Consequently, it could not legitimately be claimed that the Tehsildar or
authorities exercising powers of mutation (original, appellate or revisional)
have been accorded the status of Civil Courts or Courts of exclusive
jurisdiction and for that matter, to use such orders as basis or source for
asserting a claim of resjudicata before a competent Civil Court in a subsequent
suit involving adjudication of title to the immovable property. That mutation
proceedings before Revenue Authorities are not judicial proceedings in any
Court of law and does not decide questions of title to immovable property is a
trite position and principle of law vide- (Thakur) Nirman Singh & Ors vs Thakur
Lal Rudra Partab Narain Singh and Ors. (AIR 1926 PC 100). The decision reported
in Rajlakshmi Dasi & Others vs Banamali Sen & Otherrs (1953 SCR 154)

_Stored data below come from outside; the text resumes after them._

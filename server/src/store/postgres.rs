use async_trait::async_trait;
use chrono::{DateTime, Utc};
use sqlx::{postgres::PgPoolOptions, FromRow, PgPool, Postgres, QueryBuilder};
use tracing::info;

use super::PostStore;
use crate::errors::StoreError;
use crate::models::post::{ListQuery, NewPost, Post, SortOrder};

const CREATE_POSTS_TABLE: &str = "CREATE TABLE IF NOT EXISTS posts (
    id BIGSERIAL PRIMARY KEY,
    message TEXT NOT NULL,
    category TEXT NOT NULL,
    upvotes BIGINT NOT NULL DEFAULT 0,
    timestamp TIMESTAMPTZ NOT NULL DEFAULT now()
)";

#[derive(Debug, FromRow)]
struct PostRow {
    id: i64,
    message: String,
    category: String,
    upvotes: i64,
    timestamp: DateTime<Utc>,
}

impl TryFrom<PostRow> for Post {
    type Error = StoreError;

    fn try_from(row: PostRow) -> Result<Self, Self::Error> {
        let category = row
            .category
            .parse()
            .map_err(|reason| StoreError::Corrupt { id: row.id, reason })?;
        Ok(Post {
            id: row.id,
            message: row.message,
            category,
            upvotes: row.upvotes,
            timestamp: row.timestamp,
        })
    }
}

pub struct PgStore {
    pool: PgPool,
}

impl PgStore {
    pub async fn connect(database_url: &str, max_connections: u32) -> Result<Self, StoreError> {
        let pool = PgPoolOptions::new()
            .max_connections(max_connections)
            .connect(database_url)
            .await?;
        let store = Self { pool };
        store.init_schema().await?;
        Ok(store)
    }

    async fn init_schema(&self) -> Result<(), StoreError> {
        sqlx::query(CREATE_POSTS_TABLE).execute(&self.pool).await?;
        info!("posts table ready");
        Ok(())
    }
}

#[async_trait]
impl PostStore for PgStore {
    async fn list(&self, query: &ListQuery) -> Result<Vec<Post>, StoreError> {
        let mut sql: QueryBuilder<Postgres> =
            QueryBuilder::new("SELECT id, message, category, upvotes, timestamp FROM posts");
        if let Some(category) = query.category {
            sql.push(" WHERE category = ").push_bind(category.as_str());
        }
        sql.push(match query.sort {
            SortOrder::Recent => " ORDER BY timestamp DESC, id DESC",
            SortOrder::Upvotes => " ORDER BY upvotes DESC, timestamp DESC, id DESC",
        });

        let rows: Vec<PostRow> = sql.build_query_as().fetch_all(&self.pool).await?;
        rows.into_iter().map(Post::try_from).collect()
    }

    async fn create(&self, new_post: NewPost) -> Result<Post, StoreError> {
        let row: PostRow = sqlx::query_as(
            "INSERT INTO posts (message, category) VALUES ($1, $2) \
             RETURNING id, message, category, upvotes, timestamp",
        )
        .bind(&new_post.message)
        .bind(new_post.category.as_str())
        .fetch_one(&self.pool)
        .await?;

        Post::try_from(row)
    }

    async fn upvote(&self, id: i64) -> Result<Option<Post>, StoreError> {
        let row: Option<PostRow> = sqlx::query_as(
            "UPDATE posts SET upvotes = upvotes + 1 WHERE id = $1 \
             RETURNING id, message, category, upvotes, timestamp",
        )
        .bind(id)
        .fetch_optional(&self.pool)
        .await?;

        row.map(Post::try_from).transpose()
    }
}
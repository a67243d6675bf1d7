use std::sync::Arc;

use anyhow::Context;
use tracing::{info, warn};
use tracing_subscriber::EnvFilter;

use voy_server::config::Config;
use voy_server::store::{MemoryStore, PgStore, SharedStore};

#[tokio::main]
async fn main() -> anyhow::Result<()> {
    tracing_subscriber::fmt()
        .with_env_filter(
            EnvFilter::try_from_default_env()
                .unwrap_or_else(|_| EnvFilter::new("voy_server=debug,tower_http=info")),
        )
        .init();

    let config = Config::from_env().context("failed to load configuration")?;

    let store: SharedStore = match &config.database_url {
        Some(url) => {
            let store = PgStore::connect(url, config.max_connections)
                .await
                .context("failed to connect to the database")?;
            info!("Using PostgreSQL storage");
            Arc::new(store)
        }
        None => {
            warn!("DATABASE_URL not set, posts are kept in memory and lost on restart");
            Arc::new(MemoryStore::new())
        }
    };

    let app = voy_server::app(store, config.cors_origins.clone());

    let listener = tokio::net::TcpListener::bind(config.bind_addr)
        .await
        .with_context(|| format!("failed to bind {}", config.bind_addr))?;
    info!("Server is running on http://{}", config.bind_addr);

    axum::serve(listener, app)
        .with_graceful_shutdown(shutdown_signal())
        .await
        .context("server error")?;

    info!("Server stopped");
    Ok(())
}

async fn shutdown_signal() {
    if let Err(e) = tokio::signal::ctrl_c().await {
        warn!("Failed to listen for shutdown signal: {}", e);
        std::future::pending::<()>().await;
    }
}
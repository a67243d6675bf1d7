use axum::{
    http::StatusCode,
    response::{IntoResponse, Response},
    Json,
};
use thiserror::Error;
use tracing::error;

#[derive(Debug, Error)]
pub enum StoreError {
    #[error("database error: {0}")]
    Database(#[from] sqlx::Error),

    #[error("corrupt row {id}: {reason}")]
    Corrupt { id: i64, reason: String },
}

#[derive(Debug, Error)]
pub enum ConfigError {
    #[error("invalid {name}: {value} ({reason})")]
    Invalid {
        name: &'static str,
        value: String,
        reason: String,
    },
}

/// Errors a handler can answer with. Rendered as `{"error": "..."}`,
/// except `NoRoute`, which mimics the router's empty 404.
#[derive(Debug, Error)]
pub enum ApiError {
    #[error("{0}")]
    BadRequest(String),

    #[error("{0}")]
    NotFound(String),

    #[error("no route")]
    NoRoute,

    #[error(transparent)]
    Store(#[from] StoreError),
}

impl ApiError {
    pub fn status(&self) -> StatusCode {
        match self {
            ApiError::BadRequest(_) => StatusCode::BAD_REQUEST,
            ApiError::NotFound(_) | ApiError::NoRoute => StatusCode::NOT_FOUND,
            ApiError::Store(_) => StatusCode::INTERNAL_SERVER_ERROR,
        }
    }
}

impl IntoResponse for ApiError {
    fn into_response(self) -> Response {
        let status = self.status();
        if let ApiError::NoRoute = self {
            return status.into_response();
        }
        let message = match &self {
            ApiError::Store(e) => {
                error!("Storage failure: {}", e);
                "Internal server error".to_string()
            }
            other => other.to_string(),
        };

        (status, Json(serde_json::json!({ "error": message }))).into_response()
    }
}
use std::{env, net::SocketAddr};

use axum::http::HeaderValue;
use dotenvy::dotenv;

use crate::errors::ConfigError;

const DEFAULT_BIND_ADDR: &str = "0.0.0.0:8000";
const DEFAULT_MAX_CONNECTIONS: u32 = 5;
const DEFAULT_CORS_ORIGINS: &str = "http://localhost:8080,http://localhost:5173";

#[derive(Debug, Clone)]
pub struct Config {
    pub bind_addr: SocketAddr,
    /// In-memory storage is used when unset.
    pub database_url: Option<String>,
    pub max_connections: u32,
    pub cors_origins: Vec<HeaderValue>,
}

impl Config {
    /// Reads `.env` (if any) and then the process environment.
    pub fn from_env() -> Result<Self, ConfigError> {
        dotenv().ok();
        Self::from_lookup(|name| env::var(name).ok())
    }

    pub fn from_lookup<F>(lookup: F) -> Result<Self, ConfigError>
    where
        F: Fn(&str) -> Option<String>,
    {
        let bind_addr = lookup("BIND_ADDR").unwrap_or_else(|| DEFAULT_BIND_ADDR.to_string());
        let bind_addr = bind_addr
            .parse::<SocketAddr>()
            .map_err(|e| invalid("BIND_ADDR", &bind_addr, e))?;

        let database_url = lookup("DATABASE_URL").filter(|url| !url.trim().is_empty());

        let max_connections = match lookup("DATABASE_MAX_CONNECTIONS") {
            Some(raw) => raw
                .trim()
                .parse::<u32>()
                .map_err(|e| invalid("DATABASE_MAX_CONNECTIONS", &raw, e))?,
            None => DEFAULT_MAX_CONNECTIONS,
        };

        let origins =
            lookup("CORS_ALLOWED_ORIGINS").unwrap_or_else(|| DEFAULT_CORS_ORIGINS.to_string());
        let cors_origins = origins
            .split(',')
            .map(str::trim)
            .filter(|origin| !origin.is_empty())
            .map(|origin| {
                origin
                    .parse::<HeaderValue>()
                    .map_err(|e| invalid("CORS_ALLOWED_ORIGINS", origin, e))
            })
            .collect::<Result<Vec<_>, _>>()?;

        Ok(Config {
            bind_addr,
            database_url,
            max_connections,
            cors_origins,
        })
    }
}

fn invalid(name: &'static str, value: &str, reason: impl ToString) -> ConfigError {
    ConfigError::Invalid {
        name,
        value: value.to_string(),
        reason: reason.to_string(),
    }
}

#[cfg(test)]
mod tests {
    use std::collections::HashMap;

    use super::*;

    fn config(vars: &[(&str, &str)]) -> Result<Config, ConfigError> {
        let vars: HashMap<String, String> = vars
            .iter()
            .map(|(k, v)| (k.to_string(), v.to_string()))
            .collect();
        Config::from_lookup(|name| vars.get(name).cloned())
    }

    #[test]
    fn defaults() {
        let config = config(&[]).unwrap();
        assert_eq!(config.bind_addr, "0.0.0.0:8000".parse().unwrap());
        assert_eq!(config.database_url, None);
        assert_eq!(config.max_connections, 5);
        assert_eq!(config.cors_origins.len(), 2);
    }

    #[test]
    fn reads_overrides() {
        let config = config(&[
            ("BIND_ADDR", "127.0.0.1:9000"),
            ("DATABASE_URL", "postgres://voy@localhost/voy"),
            ("DATABASE_MAX_CONNECTIONS", "12"),
            ("CORS_ALLOWED_ORIGINS", "https://voy.example, "),
        ])
        .unwrap();
        assert_eq!(config.bind_addr.port(), 9000);
        assert_eq!(
            config.database_url.as_deref(),
            Some("postgres://voy@localhost/voy")
        );
        assert_eq!(config.max_connections, 12);
        assert_eq!(config.cors_origins, vec![HeaderValue::from_static("https://voy.example")]);
    }

    #[test]
    fn blank_database_url_means_memory() {
        let config = config(&[("DATABASE_URL", "  ")]).unwrap();
        assert!(config.database_url.is_none());
    }

    #[test]
    fn rejects_bad_values() {
        assert!(config(&[("BIND_ADDR", "localhost")]).is_err());
        assert!(config(&[("DATABASE_MAX_CONNECTIONS", "many")]).is_err());
        assert!(config(&[("CORS_ALLOWED_ORIGINS", "http://a\u{7f}b")]).is_err());
    }
}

rendered in the context of dealing with the efficacy of a decision relating to
apportionment of compensation under the Land Acquisition Act among claimants
can be of no assistance to the case on hand, viewed in the light of the very
observations contained in the said decision of this Court itself, that the
claim to compensation made by the respective parties was founded on the
assertion of their respective titles and that the Land Acquisition Court had
thus jurisdiction to decide the question of title of the parties in the
property acquired and that title could not be decided except by deciding the
controversy between the parties about the ownership. Per contra, the Revenue Authority
ordering mutation of revenue records cannot be Protanto held to be a Civil
Court of concurrent and competent jurisdiction to adjudicate questions of title
to immovable property.
That
apart, it is always the decision on an issue that has been directly and
substantially in issue in the former suit between the same parties which has
been heard and finally decided that is considered to operate as resjudicata and
not merely any finding on every incident or collateral question to arrive at
such a decision that would constitute resjudicata.
It was
next contended for the appellant on the basis of the statement (Ext.P.4) of Gopali
recorded in the Mutation Proceedings on 17.10.1968 by relying upon Section 33
of the Evidence Act that the same is admissible in evidence to prove that Gopali
and Gendlilal both lived as husband and wife for a long time to create a
presumption of valid marriage. Similarly, reliance was also placed on Exb.P5,
the order passed by the Board of Revenue on revision in mutation proceedings.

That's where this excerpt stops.